(Work to be completed) Each line in the records below that has the word "corner" should be copied.
(Information provided begins)
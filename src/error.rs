//! Error types for parsing and running a simulation.

use crate::interpreter::ParserState;
use std::num::ParseIntError;
use thiserror::Error;

/// Why a single input line was rejected.
///
/// These carry no position information; the state machine wraps them into a
/// [`SimulationError::MalformedInput`] together with the state and line number.
#[derive(Debug, Error, Clone, PartialEq, Eq)]
pub enum LineError {
    /// The line had the wrong number of whitespace-separated tokens.
    #[error("expected {expected} tokens, found {found}")]
    TokenCount {
        /// Number of tokens the state expects.
        expected: usize,
        /// Number of tokens on the line.
        found: usize,
    },

    /// A numeric token did not parse as an integer.
    #[error("invalid integer {token:?}: {source}")]
    InvalidInteger {
        /// The offending token.
        token: String,
        /// Underlying integer parse failure.
        source: ParseIntError,
    },

    /// A grid bound was negative.
    #[error("grid bound must be non-negative, got {0}")]
    NegativeBound(i32),

    /// The orientation token was not one of `N`, `E`, `S`, `W`.
    #[error("unknown orientation {0:?}, expected one of N, E, S, W")]
    UnknownOrientation(String),

    /// An instruction character was not one of `L`, `R`, `F`.
    #[error("unknown instruction {instruction:?} at column {column}")]
    UnknownInstruction {
        /// The offending character.
        instruction: char,
        /// 1-based character column within the trimmed line.
        column: usize,
    },
}

impl LineError {
    /// Creates a token count error.
    #[must_use]
    pub const fn token_count(expected: usize, found: usize) -> Self {
        Self::TokenCount { expected, found }
    }

    /// Creates an invalid integer error.
    #[must_use]
    pub fn invalid_integer(token: impl Into<String>, source: ParseIntError) -> Self {
        Self::InvalidInteger {
            token: token.into(),
            source,
        }
    }
}

/// Fatal errors that stop a simulation run.
#[derive(Debug, Error)]
pub enum SimulationError {
    /// A line did not match the shape the current state expects.
    #[error("invalid input in state {state} at line {line_number}: {raw_line:?} ({source})")]
    MalformedInput {
        /// State the machine was in when the line arrived.
        state: ParserState,
        /// 1-based count of non-blank lines consumed, including this one.
        line_number: usize,
        /// The line exactly as it was read.
        raw_line: String,
        /// What was wrong with it.
        source: LineError,
    },

    /// Reading input or writing output failed.
    #[error("i/o error: {0}")]
    Io(#[from] std::io::Error),
}

impl SimulationError {
    /// Wraps a [`LineError`] with the context the state machine knows about.
    #[must_use]
    pub fn malformed(
        state: ParserState,
        line_number: usize,
        raw_line: impl Into<String>,
        source: LineError,
    ) -> Self {
        Self::MalformedInput {
            state,
            line_number,
            raw_line: raw_line.into(),
            source,
        }
    }
}

#[cfg(test)]
mod tests {
    use super::*;

    #[test]
    fn token_count_display() {
        let msg = LineError::token_count(3, 2).to_string();
        assert!(msg.contains('3'));
        assert!(msg.contains('2'));
    }

    #[test]
    fn invalid_integer_display() {
        let source = "x1".parse::<i32>().unwrap_err();
        let msg = LineError::invalid_integer("x1", source).to_string();
        assert!(msg.contains("\"x1\""));
    }

    #[test]
    fn malformed_input_display() {
        let err = SimulationError::malformed(
            ParserState::AwaitRobotPose,
            2,
            "1 1 Q",
            LineError::UnknownOrientation("Q".to_string()),
        );
        let msg = err.to_string();
        assert!(msg.contains("AwaitRobotPose"));
        assert!(msg.contains("line 2"));
        assert!(msg.contains("\"1 1 Q\""));
        assert!(msg.contains("unknown orientation"));
    }

    #[test]
    fn io_error_converts() {
        let io = std::io::Error::new(std::io::ErrorKind::BrokenPipe, "closed");
        let err: SimulationError = io.into();
        assert!(matches!(err, SimulationError::Io(_)));
    }
}
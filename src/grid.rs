use crate::error::LineError;
use glam::I64Vec2;
use serde::{Deserialize, Serialize};
use std::collections::HashSet;
use std::fmt;
use std::str::FromStr;

/// A grid coordinate. Robots may hold positions outside the grid while lost.
///
/// Input coordinates are `i32`; positions are widened to `i64` so a step past
/// the edge of any accepted grid is representable.
pub type Position = I64Vec2;

/// The rectangular boundary of the grid.
///
/// The lower-left corner is fixed at the origin; `upper` is the inclusive
/// upper-right corner. Built once from the first input line and never mutated.
#[derive(Clone, Copy, Debug, PartialEq, Eq, Serialize, Deserialize)]
pub struct GridBound {
    upper: I64Vec2,
}

impl GridBound {
    /// Creates a bound spanning `[0, x_max] x [0, y_max]`.
    pub fn new(x_max: i32, y_max: i32) -> Result<Self, LineError> {
        for value in [x_max, y_max] {
            if value < 0 {
                return Err(LineError::NegativeBound(value));
            }
        }
        Ok(Self {
            upper: I64Vec2::new(i64::from(x_max), i64::from(y_max)),
        })
    }

    pub fn x_max(&self) -> i64 {
        self.upper.x
    }

    pub fn y_max(&self) -> i64 {
        self.upper.y
    }

    /// Returns `true` if `point` lies on or inside the boundary.
    pub fn contains(&self, point: Position) -> bool {
        point.cmpge(I64Vec2::ZERO).all() && point.cmple(self.upper).all()
    }
}

impl FromStr for GridBound {
    type Err = LineError;

    /// Parses `"<X> <Y>"`: exactly two non-negative integers.
    fn from_str(line: &str) -> Result<Self, Self::Err> {
        let tokens: Vec<&str> = line.split_whitespace().collect();
        let &[x, y] = tokens.as_slice() else {
            return Err(LineError::token_count(2, tokens.len()));
        };
        Self::new(parse_coordinate(x)?, parse_coordinate(y)?)
    }
}

/// Parses a single integer coordinate token.
pub(crate) fn parse_coordinate(token: &str) -> Result<i32, LineError> {
    token
        .parse::<i32>()
        .map_err(|e| LineError::invalid_integer(token, e))
}

impl fmt::Display for GridBound {
    fn fmt(&self, f: &mut fmt::Formatter<'_>) -> fmt::Result {
        write!(f, "{} {}", self.upper.x, self.upper.y)
    }
}

/// Points where robots have previously fallen off the grid.
///
/// Append-only for the lifetime of a run. A scent blocks any later forward
/// move that would land exactly on it.
#[derive(Clone, Debug, Default, PartialEq, Eq, Serialize, Deserialize)]
pub struct ScentSet {
    points: HashSet<Position>,
}

impl ScentSet {
    pub fn new() -> Self {
        Self::default()
    }

    pub fn contains(&self, point: Position) -> bool {
        self.points.contains(&point)
    }

    /// Records a scent. Adding an existing point is a no-op; returns whether
    /// the point was new.
    pub fn add(&mut self, point: Position) -> bool {
        self.points.insert(point)
    }

    pub fn len(&self) -> usize {
        self.points.len()
    }

    pub fn is_empty(&self) -> bool {
        self.points.is_empty()
    }

    /// Iterates over recorded scents in no particular order.
    pub fn iter(&self) -> impl Iterator<Item = Position> + '_ {
        self.points.iter().copied()
    }
}

/// The context shared by every robot in a run: the boundary and the scents
/// left so far.
#[derive(Clone, Debug, PartialEq, Eq, Serialize, Deserialize)]
pub struct World {
    pub bound: GridBound,
    pub scents: ScentSet,
}

impl World {
    /// Starts a run on `bound` with no scents.
    pub fn new(bound: GridBound) -> Self {
        Self {
            bound,
            scents: ScentSet::new(),
        }
    }
}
(Information provided ends)
(Answer for this exercise)
/// The lower-left corner is fixed at the origin; `upper` is the inclusive
/// upper-right corner. Built once from the first input line and never mutated.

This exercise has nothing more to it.